Just a while ago, there was a test between Intel’s Gaudi 2 and NVIDIA’s H100 accelerator. Now the latest generation, Gaudi 3, has been presented, which is even better than its predecessor.
Gaudi 3 is equipped with the latest, i.e. 5th generation of the Tensor Core series with a structure width of 5 nm. Gaudi 3 contains 64 cores and is based on the architecture of Gaudi 2. However, Gaudi 3 offers a significant improvement in computing power, memory bandwidth and architectural efficiency. The processor has two compute dies carrying 8 MME engines and 24x200GBps RDMA NIC ports.
The processor is also equipped with 8 HBM2e chips, a standard 128 GB memory and is also characterized by its performance values. The AI accelerator offers 1.8 PFlops FP8 and BF16 computing power and 3.7 TB/s bandwidth for training and inference. In addition, the accelerator has 96 MB on-board SRAM and is said to offer sufficient memory for processing large GenAI data sets on fewer Intel Gaudi 3s.

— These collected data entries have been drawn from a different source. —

//! One-call helpers for "read NDJSON file, do something per record".

use std::future::Future;
use std::path::Path;

use serde::de::DeserializeOwned;
use serde::Serialize;

use crate::error::{Error, Result};
use crate::ndjson::parse::{from_ndjson, to_ndjson};
use crate::pipeline::chain::PipeExt;
use crate::pipeline::runtime::Pipeline;
use crate::sink::{ForEachSink, FsSink};
use crate::source::FsSource;
use crate::transform::{Emit, ErrorMode, LimitPipe, MapPipe, ProgressPipe, ProgressStats};

/// Options shared by [`ndjson_map`] and [`ndjson_for_each`].
#[derive(Debug, Clone)]
pub struct NdjsonMapOptions {
    /// Stop reading after this many parsed records.
    pub limit_input: Option<usize>,
    /// Stop once this many records were written. Ignored by
    /// [`ndjson_for_each`].
    pub limit_output: Option<usize>,
    pub concurrency: usize,
    pub error_mode: ErrorMode,
    /// Progress line every N processed records, `0` for none.
    pub log_every: u64,
}

impl Default for NdjsonMapOptions {
    fn default() -> Self {
        Self {
            limit_input: None,
            limit_output: None,
            concurrency: 1,
            error_mode: ErrorMode::default(),
            log_every: 1000,
        }
    }
}

/// Read `input` as NDJSON, run `mapper` on every record and write the
/// results to `output` as NDJSON. `Ok(None)` from the mapper drops the
/// record. Limits end the run early and successfully.
pub async fn ndjson_map<I, O, F, Fut>(
    input: impl AsRef<Path>,
    output: impl AsRef<Path>,
    mapper: F,
    options: NdjsonMapOptions,
) -> Result<ProgressStats>
where
    I: DeserializeOwned + Send + 'static,
    O: Serialize + Send + 'static,
    F: Fn(I, u64) -> Fut + Send + Sync + 'static,
    Fut: Future<Output = Result<Option<O>>> + Send + 'static,
{
    let progress = ProgressPipe::new("ndjson_map").log_every(options.log_every);
    let stats = progress.handle();

    let map = MapPipe::emit("ndjson_map", move |item: I, index| {
        let fut = mapper(item, index);
        async move {
            Ok::<_, Error>(match fut.await? {
                Some(out) => Emit::One(out),
                None => Emit::Skip,
            })
        }
    })
    .concurrency(options.concurrency)
    .error_mode(options.error_mode);

    let pipe = FsSource::new(input.as_ref())
        .pipe(from_ndjson::<I>())
        .pipe(LimitPipe::from(options.limit_input).named("limit_input").close_source())
        .pipe(map)
        .pipe(LimitPipe::from(options.limit_output).named("limit_output").close_source())
        .pipe(progress)
        .pipe(to_ndjson::<O>())
        .pipe(FsSink::new(output.as_ref()));

    Pipeline::new().allow_graceful_close(true).run(pipe).await?;
    Ok(stats.snapshot())
}

/// Read `input` as NDJSON and run `f` on every record.
pub async fn ndjson_for_each<I, F, Fut>(
    input: impl AsRef<Path>,
    f: F,
    options: NdjsonMapOptions,
) -> Result<ProgressStats>
where
    I: DeserializeOwned + Send + 'static,
    F: Fn(I, u64) -> Fut + Send + Sync + 'static,
    Fut: Future<Output = Result<()>> + Send + 'static,
{
    let progress = ProgressPipe::new("ndjson_for_each").log_every(options.log_every);
    let stats = progress.handle();

    let pipe = FsSource::new(input.as_ref())
        .pipe(from_ndjson::<I>())
        .pipe(LimitPipe::from(options.limit_input).named("limit_input").close_source())
        .pipe(progress)
        .pipe(
            ForEachSink::new("ndjson_for_each", f)
                .concurrency(options.concurrency)
                .error_mode(options.error_mode),
        );

    Pipeline::new().allow_graceful_close(true).run(pipe).await?;
    Ok(stats.snapshot())
}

Intel states that Gaudi 3 MME is capable of running 64,000 parallel operations. The Intel Gaudi software integrates the PyTorch framework and is said to offer optimized, community-based hugging face models. The models are currently the most widely used AI framework for GenAI developers. This allows GenAI developers to work at a high level of abstraction to simplify usage and productivity and to facilitate the porting of models to different hardware types.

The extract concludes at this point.